En revanche, boire de l’eau ça n’attend pas ! Un cerveau faiblement déshydraté est beaucoup moins performant. La clé : boire 2-3 gorgées d’eau toutes les 10 minutes. Si l’eau n’est pas ta tasse de thé (quel mauvais jeu de mots, je sais…), le thé, la tisane, l’eau aromatisée non sucrée ni édulcorée, le café léger ou le bouillon peu salé font aussi l’affaire.

  • Quels aliments manger aux repas ?

  • Au petit-déjeuner : un féculent (pain ou céréales complètes), une source de graisses de bonne qualité pour le cerveau, un produit laitier ou autre source de calcium et un fruit.
  • En collation : si le petit-déjeuner n’est pas complet, la collation permet de le compléter. En général on vise un fruit comme une banane qui rassasie bien et apporte du magnesium, ou tout autre fruit au choix ! Les fruits à coque (noix, noisettes, pistaches…) sont sources d’acides gras omega 3, nécessaires au fonctionnement cérébral. Une poignée de 15-20g suffit.
  • A midi et le soir : des légumes (crus, cuits, soupe, purée…), une source de protéines animales ou végétales, un féculent et une portion de graisses de bonne qualité.
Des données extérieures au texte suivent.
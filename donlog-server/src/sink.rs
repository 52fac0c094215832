//! Webhook implementation of the notification sink.
//!
//! Delivers rendered payloads as JSON POSTs to a single configured
//! endpoint; the receiving side fans out to the actual chat channels.

use async_trait::async_trait;
use donlog_core::sink::{DeliveryError, NotificationSink};
use serde::Serialize;

#[derive(Serialize)]
struct WebhookPayload<'a> {
    channel_id: i64,
    content: &'a str,
}

/// Sink that posts notifications to an HTTP endpoint.
pub struct WebhookSink {
    endpoint: String,
    http_client: reqwest::Client,
}

impl WebhookSink {
    pub fn new(endpoint: String, timeout: std::time::Duration) -> Self {
        Self {
            endpoint,
            http_client: reqwest::Client::builder()
                .timeout(timeout)
                .build()
                .unwrap_or_else(|_| reqwest::Client::new()),
        }
    }
}

#[async_trait]
impl NotificationSink for WebhookSink {
    async fn notify(&self, channel_id: i64, payload: &str) -> Result<(), DeliveryError> {
        let response = self
            .http_client
            .post(&self.endpoint)
            .json(&WebhookPayload {
                channel_id,
                content: payload,
            })
            .send()
            .await
            .map_err(|e| DeliveryError::Transport(e.to_string()))?;

        let status = response.status();
        if status.is_success() {
            Ok(())
        } else if status.is_client_error() {
            // The endpoint will never accept this payload for this channel.
            let body = response.text().await.unwrap_or_default();
            Err(DeliveryError::Rejected {
                status: status.as_u16(),
                body,
            })
        } else {
            Err(DeliveryError::Transport(format!(
                "endpoint returned status {status}"
            )))
        }
    }
}
pub mod events;
pub mod player_events;
pub mod players;
pub mod seasons;
pub mod subscriptions;
//! TOML file configuration structures.
//!
//! These structs directly map to the `donlog-config.toml` file format.

use donlog_core::delta::DecreasePolicy;
use serde::Deserialize;
use std::net::SocketAddr;

/// Root configuration structure as read from the TOML file.
#[derive(Debug, Clone, Deserialize)]
pub struct FileConfig {
    #[serde(default)]
    pub server: ServerConfig,
    #[serde(default)]
    pub engine: EngineConfig,
    pub sink: SinkConfig,
}

/// Server configuration section.
#[derive(Debug, Clone, Deserialize)]
pub struct ServerConfig {
    /// The address and port to listen on (e.g., "0.0.0.0:8080").
    #[serde(default = "default_listen_addr")]
    pub listen: SocketAddr,
}

impl Default for ServerConfig {
    fn default() -> Self {
        Self {
            listen: default_listen_addr(),
        }
    }
}

fn default_listen_addr() -> SocketAddr {
    SocketAddr::from(([0, 0, 0, 0], 8080))
}

/// Engine tuning section.
#[derive(Debug, Clone, Deserialize)]
pub struct EngineConfig {
    /// How to interpret counters that decreased since the last snapshot.
    #[serde(default)]
    pub decrease_policy: DecreasePolicy,
    /// Maximum unreported events fetched per broadcast sweep.
    #[serde(default = "default_poll_limit")]
    pub broadcast_poll_limit: i64,
    /// Delivery attempts per (event, channel) pair within one sweep.
    #[serde(default = "default_max_attempts")]
    pub max_delivery_attempts: u32,
    /// Seconds between periodic broadcast sweeps.
    #[serde(default = "default_sweep_secs")]
    pub broadcast_interval_secs: u64,
}

impl Default for EngineConfig {
    fn default() -> Self {
        Self {
            decrease_policy: DecreasePolicy::default(),
            broadcast_poll_limit: default_poll_limit(),
            max_delivery_attempts: default_max_attempts(),
            broadcast_interval_secs: default_sweep_secs(),
        }
    }
}

fn default_poll_limit() -> i64 {
    100
}

fn default_max_attempts() -> u32 {
    3
}

fn default_sweep_secs() -> u64 {
    30
}

/// Notification sink section.
#[derive(Debug, Clone, Deserialize)]
pub struct SinkConfig {
    /// Webhook endpoint notifications are posted to.
    pub endpoint: String,
    /// Per-request timeout in seconds.
    #[serde(default = "default_sink_timeout_secs")]
    pub timeout_secs: u64,
}

fn default_sink_timeout_secs() -> u64 {
    30
}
Le tout mangé bien consciemment en prenant le temps de profiter du bon repas et d’en ressentir les bienfaits sur l’énergie et la faim qui s’estompe peu à peu.
  • Dans l’après-midi : c’est l’heure de la pause-goûter régressif ! une tartine avec un peu de choco et un milkshake aux fruits (lait au choix + fruits surgelés) ou un pancake à l’avoine avec une bonne compote pomme-poires-cannelle et c’est reparti !
  • Quelle quantité manger ?

Le stress peut parfois couper l’appétit. C’est donc normal d’être plus vite rassasié pendant les périodes d’examens, et le but n’est pas de se forcer.

Si l’équilibre des repas est important, on peut aussi avoir besoin de fractionner (diviser) ses repas en plusieurs plus petits repas et donc manger en plusieurs fois. Dans ce cas ce n’est pas un problème et ce n’est pas la même chose que de grignoter des aliments très sucrés/gras toute la journée.
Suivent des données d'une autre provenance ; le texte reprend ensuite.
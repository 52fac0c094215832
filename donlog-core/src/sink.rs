//! Notification sink abstraction.
//!
//! The engine's only output is `notify(channel_id, payload)`; everything
//! behind that capability (HTTP transport, chat platform, test double) is
//! an implementation detail of the caller.

use crate::entities::events::DonationEvent;
use async_trait::async_trait;
use thiserror::Error;

/// Errors surfaced by a notification sink.
#[derive(Debug, Error)]
pub enum DeliveryError {
    /// The sink rejected the payload for this channel (e.g. HTTP 4xx).
    /// Retrying the same payload cannot succeed.
    #[error("delivery rejected with status {status}: {body}")]
    Rejected { status: u16, body: String },

    /// Transient transport failure; the delivery may be retried.
    #[error("transport error: {0}")]
    Transport(String),
}

impl DeliveryError {
    /// Whether retrying this delivery could succeed.
    pub fn is_retryable(&self) -> bool {
        matches!(self, DeliveryError::Transport(_))
    }
}

/// Capability for delivering one rendered payload to one channel.
#[async_trait]
pub trait NotificationSink: Send + Sync {
    async fn notify(&self, channel_id: i64, payload: &str) -> Result<(), DeliveryError>;
}

#[async_trait]
impl<S: NotificationSink + ?Sized> NotificationSink for std::sync::Arc<S> {
    async fn notify(&self, channel_id: i64, payload: &str) -> Result<(), DeliveryError> {
        (**self).notify(channel_id, payload).await
    }
}

/// Interpolate an event into a subscription's format template.
///
/// Recognized placeholders: `{player_name}`, `{player_tag}`, `{clan_tag}`,
/// `{donations}`, `{received}`. Unknown placeholders pass through
/// untouched. Substitution is a single pass over the template, so
/// placeholder-shaped text inside a substituted value is emitted verbatim
/// rather than re-interpolated.
pub fn render_live_format(fmt: &str, event: &DonationEvent) -> String {
    let mut out = String::with_capacity(fmt.len());
    let mut rest = fmt;
    while let Some(open) = rest.find('{') {
        out.push_str(&rest[..open]);
        let tail = &rest[open..];
        let Some(close) = tail.find('}') else {
            out.push_str(tail);
            return out;
        };
        match &tail[1..close] {
            "player_name" => out.push_str(&event.player_name),
            "player_tag" => out.push_str(&event.player_tag),
            "clan_tag" => out.push_str(&event.clan_tag),
            "donations" => out.push_str(&event.donations.to_string()),
            "received" => out.push_str(&event.received.to_string()),
            _ => out.push_str(&tail[..=close]),
        }
        rest = &tail[close + 1..];
    }
    out.push_str(rest);
    out
}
  • Et si j’ai envie (besoin !) de sucreries ?

Il n’y a aucune raison de se priver tout le temps ! Au contraire, partager avec ses parents/ses co-koteurs/son amoureux(se), son voisin… un bon chocolat chaud et un morceau de cake ça fait partie des moments de pause aussi.

Il y a une grosse différence entre grignoter des sucreries toute la journée et en profiter ponctuellement à un moment où on en a vraiment envie et que ça nous apporte un réel bien-être.

  • Se concocter des menus qui font plaisir

Cette année j’ai proposé à ma fille de réfléchir à ce qui lui ferait plaisir comme soupers pendant sa session. Elle a créé un menu avec tous des repas qu’elle aime. Adieu la réflexion sur la saisonnalité ou autres considérations : ce qui compte est de terminer sa journée d’examen/étude en ayant fait le plein de plaisir !

  • Y a-t-il des aliments à bannir ?

Aucun aliment n’est à bannir en soi. Mais étant donné le caractère énergivore de cette période, mieux vaut éviter les excès : énormes portions, excès de caféine, excès d’aliments très riches en graisses (fritures, sauces…), excès de sucreries (paquet entier de bonbons ou de biscuits…), sodas (car riches en sucre et n’hydratent pas du tout) etc. Bref, comme toujours c’est l’équilibre global qui compte.